- Location of Kennedy Meadows in Tulare County, California.
- Kennedy Meadows (CDP) Position in California. Kennedy Meadows (CDP) Kennedy Meadows (CDP) (the United States)
- Coordinates: 36°00′28″N 118°06′36″W﻿ / ﻿36.00778°N 118.11000°W
- Country: United States
- State: California
- County: Tulare

Area
- • Total: 5.823 sq mi (15.081 km^{2})
- • Land: 5.823 sq mi (15.081 km^{2})
- • Water: 0 sq mi (0 km^{2}) 0%
- Elevation: 6,214 ft (1,894 m)

Population (2020)
- • Total: 58
- • Density: 10/sq mi (3.8/km^{2})
- Time zone: UTC-8 (Pacific (PST))
- • Summer (DST): UTC-7 (PDT)
- GNIS feature ID: 2585427

= Kennedy Meadows (CDP), California =

Kennedy Meadows is a census-designated place (CDP) in Tulare County, California, United States, part of the Springville-Johnsondale CCD, and consists of the community surrounding Kennedy Meadows. The CDP is located to the south-east of the Kennedy Meadows Campground. The 2020 United States census reported Kennedy Meadows's population of permanent residents at 58, up from 28 at the 2010 census. The census definition of the area may not precisely correspond to local understanding of the area with the same name.
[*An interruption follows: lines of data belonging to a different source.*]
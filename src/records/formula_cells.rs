//! Formula cells and the records that travel with them.
//!
//! A FORMULA record may be followed by a STRING record (cached text
//! result) and, when it is the master cell of a shared or array formula, by
//! a SHRFMLA, ARRAY or TABLE record holding the real token array.

use super::cell::CellHeader;
use super::strings::XlString;
use super::{BiffRecord, sid};
use crate::common::binary::LittleEndianReader;
use crate::common::error::{XlsError, XlsResult};
use crate::formula::Formula;
use bitflags::bitflags;
use std::io::Write;

bitflags! {
    /// FORMULA option bits.
    #[derive(Debug, Clone, Copy, PartialEq, Eq, Hash, Default)]
    pub struct FormulaFlags: u16 {
        const ALWAYS_CALC = 0x0001;
        const CALC_ON_LOAD = 0x0002;
        const SHARED_FORMULA = 0x0008;
        const _ = !0;
    }
}

const SPECIAL_MARKER: u16 = 0xFFFF;

const CACHED_STRING: u8 = 0;
const CACHED_BOOL: u8 = 1;
const CACHED_ERROR: u8 = 2;
const CACHED_EMPTY: u8 = 3;

/// The last calculated result stored in a FORMULA record.
///
/// Non-numeric results are packed into the 8-byte value field as a NaN
/// pattern whose top two bytes are `0xFFFF`.
#[derive(Debug, Clone, Copy, PartialEq)]
pub enum CachedValue {
    Number(f64),
    /// The text itself is in the following STRING record.
    String,
    Bool(bool),
    Error(u8),
    /// Empty string result, with no STRING record.
    Empty,
}

impl Default for CachedValue {
    fn default() -> Self {
        CachedValue::Number(0.0)
    }
}

impl CachedValue {
    fn from_bytes(bytes: [u8; 8]) -> XlsResult<Self> {
        if u16::from_le_bytes([bytes[6], bytes[7]]) != SPECIAL_MARKER {
            return Ok(CachedValue::Number(f64::from_le_bytes(bytes)));
        }
        Ok(match bytes[0] {
            CACHED_STRING => CachedValue::String,
            CACHED_BOOL => CachedValue::Bool(bytes[2] != 0),
            CACHED_ERROR => CachedValue::Error(bytes[2]),
            CACHED_EMPTY => CachedValue::Empty,
            other => {
                return Err(XlsError::invalid_record(
                    sid::FORMULA,
                    format!("bad special cached value type {}", other),
                ));
            },
        })
    }

    /// Encoded value field. Filler bytes of special values are always zero.
    fn to_bytes(self) -> [u8; 8] {
        let special = |kind: u8, data: u8| [kind, 0, data, 0, 0, 0, 0xFF, 0xFF];
        match self {
            CachedValue::Number(n) => n.to_le_bytes(),
            CachedValue::String => special(CACHED_STRING, 0),
            CachedValue::Bool(b) => special(CACHED_BOOL, b as u8),
            CachedValue::Error(code) => special(CACHED_ERROR, code),
            CachedValue::Empty => special(CACHED_EMPTY, 0),
        }
    }

    /// Whether a STRING record must follow the FORMULA record.
    pub fn needs_string_record(&self) -> bool {
        matches!(self, CachedValue::String)
    }
}

/// Formula cell.
///
/// Record type: 0x0006
#[derive(Debug, Clone, PartialEq)]
pub struct FormulaRecord {
    pub cell: CellHeader,
    pub cached: CachedValue,
    pub flags: FormulaFlags,
    pub formula: Formula,
}

impl FormulaRecord {
    pub fn new(cell: CellHeader, formula: Formula) -> Self {
        Self {
            cell,
            cached: CachedValue::default(),
            flags: FormulaFlags::empty(),
            formula,
        }
    }

    pub fn is_shared(&self) -> bool {
        self.flags.contains(FormulaFlags::SHARED_FORMULA)
    }
}

impl BiffRecord for FormulaRecord {
    const SID: u16 = sid::FORMULA;

    fn parse(data: &[u8]) -> XlsResult<Self> {
        let mut r = LittleEndianReader::new(Self::SID, data);
        let cell = CellHeader::read(&mut r)?;
        let mut value = [0u8; 8];
        value.copy_from_slice(r.read_slice(8)?);
        let cached = CachedValue::from_bytes(value)?;
        let flags = FormulaFlags::from_bits_retain(r.read_u16()?);
        // chn: recalculation chain cache, rebuilt by the application.
        let _chn = r.read_u32()?;
        let cce = r.read_u16()? as usize;
        let formula = Formula::read_to_end(&mut r, cce)?;
        Ok(Self {
            cell,
            cached,
            flags,
            formula,
        })
    }

    fn data_size(&self) -> usize {
        6 + 8 + 2 + 4 + 2 + self.formula.encoded_size()
    }

    fn write_data<W: Write>(&self, writer: &mut W) -> XlsResult<()> {
        self.cell.write(writer)?;
        writer.write_all(&self.cached.to_bytes())?;
        writer.write_all(&self.flags.bits().to_le_bytes())?;
        writer.write_all(&0u32.to_le_bytes())?;
        self.formula.write_with_cce(writer)
    }
}

/// Cached text result of the preceding formula.
///
/// Record type: 0x0207
#[derive(Debug, Clone, PartialEq, Eq, Default)]
pub struct StringRecord {
    pub value: XlString,
}

impl StringRecord {
    pub fn new(text: impl Into<String>) -> Self {
        Self {
            value: XlString::new(text),
        }
    }
}

impl BiffRecord for StringRecord {
    const SID: u16 = sid::STRING;

    fn parse(data: &[u8]) -> XlsResult<Self> {
        let mut r = LittleEndianReader::new(Self::SID, data);
        let value = XlString::read(&mut r)?;
        r.expect_end()?;
        Ok(Self { value })
    }

    fn data_size(&self) -> usize {
        self.value.encoded_size()
    }

    fn write_data<W: Write>(&self, writer: &mut W) -> XlsResult<()> {
        self.value.write(writer)
    }
}

/// Cell block covered by a shared formula, array formula or data table.
/// Columns are stored in a single byte each.
#[derive(Debug, Clone, Copy, PartialEq, Eq, Hash, Default)]
pub struct FormulaRange {
    pub first_row: u16,
    pub last_row: u16,
    pub first_col: u8,
    pub last_col: u8,
}

impl FormulaRange {
    pub fn contains(&self, row: u16, col: u16) -> bool {
        (self.first_row..=self.last_row).contains(&row)
            && (self.first_col as u16..=self.last_col as u16).contains(&col)
    }

    /// Whether `(row, col)` is the top-left cell of the block.
    pub fn is_first_cell(&self, row: u16, col: u16) -> bool {
        self.first_row == row && self.first_col as u16 == col
    }

    fn read(r: &mut LittleEndianReader<'_>) -> XlsResult<Self> {
        Ok(Self {
            first_row: r.read_u16()?,
            last_row: r.read_u16()?,
            first_col: r.read_u8()?,
            last_col: r.read_u8()?,
        })
    }

    fn write<W: Write>(&self, writer: &mut W) -> XlsResult<()> {
        writer.write_all(&self.first_row.to_le_bytes())?;
        writer.write_all(&self.last_row.to_le_bytes())?;
        writer.write_all(&[self.first_col, self.last_col])?;
        Ok(())
    }
}

/// Token array shared by a block of formula cells.
///
/// Record type: 0x04BC
#[derive(Debug, Clone, PartialEq)]
pub struct SharedFormulaRecord {
    pub range: FormulaRange,
    pub reserved: u8,
    /// Number of cells that use this formula.
    pub use_count: u8,
    /// Tokens with RefN/AreaN offsets relative to each using cell.
    pub formula: Formula,
}

impl BiffRecord for SharedFormulaRecord {
    const SID: u16 = sid::SHRFMLA;

    fn parse(data: &[u8]) -> XlsResult<Self> {
        let mut r = LittleEndianReader::new(Self::SID, data);
        let range = FormulaRange::read(&mut r)?;
        let reserved = r.read_u8()?;
        let use_count = r.read_u8()?;
        let cce = r.read_u16()? as usize;
        let formula = Formula::read_to_end(&mut r, cce)?;
        Ok(Self {
            range,
            reserved,
            use_count,
            formula,
        })
    }

    fn data_size(&self) -> usize {
        6 + 2 + 2 + self.formula.encoded_size()
    }

    fn write_data<W: Write>(&self, writer: &mut W) -> XlsResult<()> {
        self.range.write(writer)?;
        writer.write_all(&[self.reserved, self.use_count])?;
        self.formula.write_with_cce(writer)
    }
}

/// Array formula entered over a block of cells.
///
/// Record type: 0x0221
#[derive(Debug, Clone, PartialEq)]
pub struct ArrayRecord {
    pub range: FormulaRange,
    pub options: u16,
    pub reserved: u32,
    pub formula: Formula,
}

impl BiffRecord for ArrayRecord {
    const SID: u16 = sid::ARRAY;

    fn parse(data: &[u8]) -> XlsResult<Self> {
        let mut r = LittleEndianReader::new(Self::SID, data);
        let range = FormulaRange::read(&mut r)?;
        let options = r.read_u16()?;
        let reserved = r.read_u32()?;
        let cce = r.read_u16()? as usize;
        let formula = Formula::read_to_end(&mut r, cce)?;
        Ok(Self {
            range,
            options,
            reserved,
            formula,
        })
    }

    fn data_size(&self) -> usize {
        6 + 2 + 4 + 2 + self.formula.encoded_size()
    }

    fn write_data<W: Write>(&self, writer: &mut W) -> XlsResult<()> {
        self.range.write(writer)?;
        writer.write_all(&self.options.to_le_bytes())?;
        writer.write_all(&self.reserved.to_le_bytes())?;
        self.formula.write_with_cce(writer)
    }
}

/// What-if data table.
///
/// Record type: 0x0236
#[derive(Debug, Clone, Copy, PartialEq, Eq, Default)]
pub struct TableRecord {
    pub range: FormulaRange,
    pub flags: u8,
    pub reserved: u8,
    pub row_input_row: u16,
    pub col_input_row: u16,
    pub row_input_col: u16,
    pub col_input_col: u16,
}

impl BiffRecord for TableRecord {
    const SID: u16 = sid::TABLE;

    fn parse(data: &[u8]) -> XlsResult<Self> {
        let mut r = LittleEndianReader::new(Self::SID, data);
        let record = Self {
            range: FormulaRange::read(&mut r)?,
            flags: r.read_u8()?,
            reserved: r.read_u8()?,
            row_input_row: r.read_u16()?,
            col_input_row: r.read_u16()?,
            row_input_col: r.read_u16()?,
            col_input_col: r.read_u16()?,
        };
        r.expect_end()?;
        Ok(record)
    }

    fn data_size(&self) -> usize {
        16
    }

    fn write_data<W: Write>(&self, writer: &mut W) -> XlsResult<()> {
        self.range.write(writer)?;
        writer.write_all(&[self.flags, self.reserved])?;
        for v in [
            self.row_input_row,
            self.col_input_row,
            self.row_input_col,
            self.col_input_col,
        ] {
            writer.write_all(&v.to_le_bytes())?;
        }
        Ok(())
    }
}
The Kennedy Meadows area is at approximately 6200 feet elevation. The most common access route is by the steep Sherman Pass Road from U.S. Route 395 near Pearsonville. Other routes are possible but much slower.

Kennedy Meadows sits on the Pacific Crest Trail, 703 mi from the trail's southern terminus. The Pacific Crest Trail Data Book uses Kennedy Meadows as the dividing point between the dry Southern California section and the high passes of the Sierra Nevada.

==Geography==
According to the United States Census Bureau, the Kennedy Meadows CDP covers an area of 5.8 sqmi, and is geographically located at the coordinates of 36°00'28.0"N 118°06'36.0"W and an altitude of 6214 ft.

==Demographics==

Kennedy Meadow first appeared as a census designated place in the 2010 U.S. census.

The 2020 United States census reported that Kennedy Meadows had a population of 58. The population density was 10.0 PD/sqmi. The racial makeup of Kennedy Meadows was 53 (91%) White, 0 (0%) African American, 1 (2%) Native American, 0 (0%) Asian, 0 (0%) Pacific Islander, 2 (3%) from other races, and 2 (3%) from two or more races. Hispanic or Latino of any race were 3 persons (5%).

The whole population lived in households. There were 33 households, out of which 2 (6%) had children under the age of 18 living in them, 16 (48%) were married-couple households, 4 (12%) were cohabiting couple households, 3 (9%) had a female householder with no partner present, and 10 (30%) had a male householder with no partner present. 12 households (36%) were one person, and 10 (30%) were one person aged 65 or older. The average household size was 1.76. There were 17 families (52% of all households).

The age distribution was 5 people (9%) under the age of 18, 4 people (7%) aged 18 to 24, 7 people (12%) aged 25 to 44, 16 people (28%) aged 45 to 64, and 26 people (45%) who were 65 years of age or older. The median age was 61.5 years. There were 31 males and 27 females.

There were 128 housing units at an average density of 22.0 /mi2, of which 33 (26%) were occupied. Of these, 20 (61%) were owner-occupied, and 13 (39%) were occupied by renters.

Historical population
| Census | Pop. | Note | %± |
| 2010 | 28 |  | — |
| 2020 | 58 |  | 107.1% |
U.S. Decennial Census 1850–1870 1880-1890 1900 1910 1920 1930 1940 1950 1960 1970 1980 1990 2000 2010

==Education==
It is in the Porterville Unified School District for all grade levels, K-12.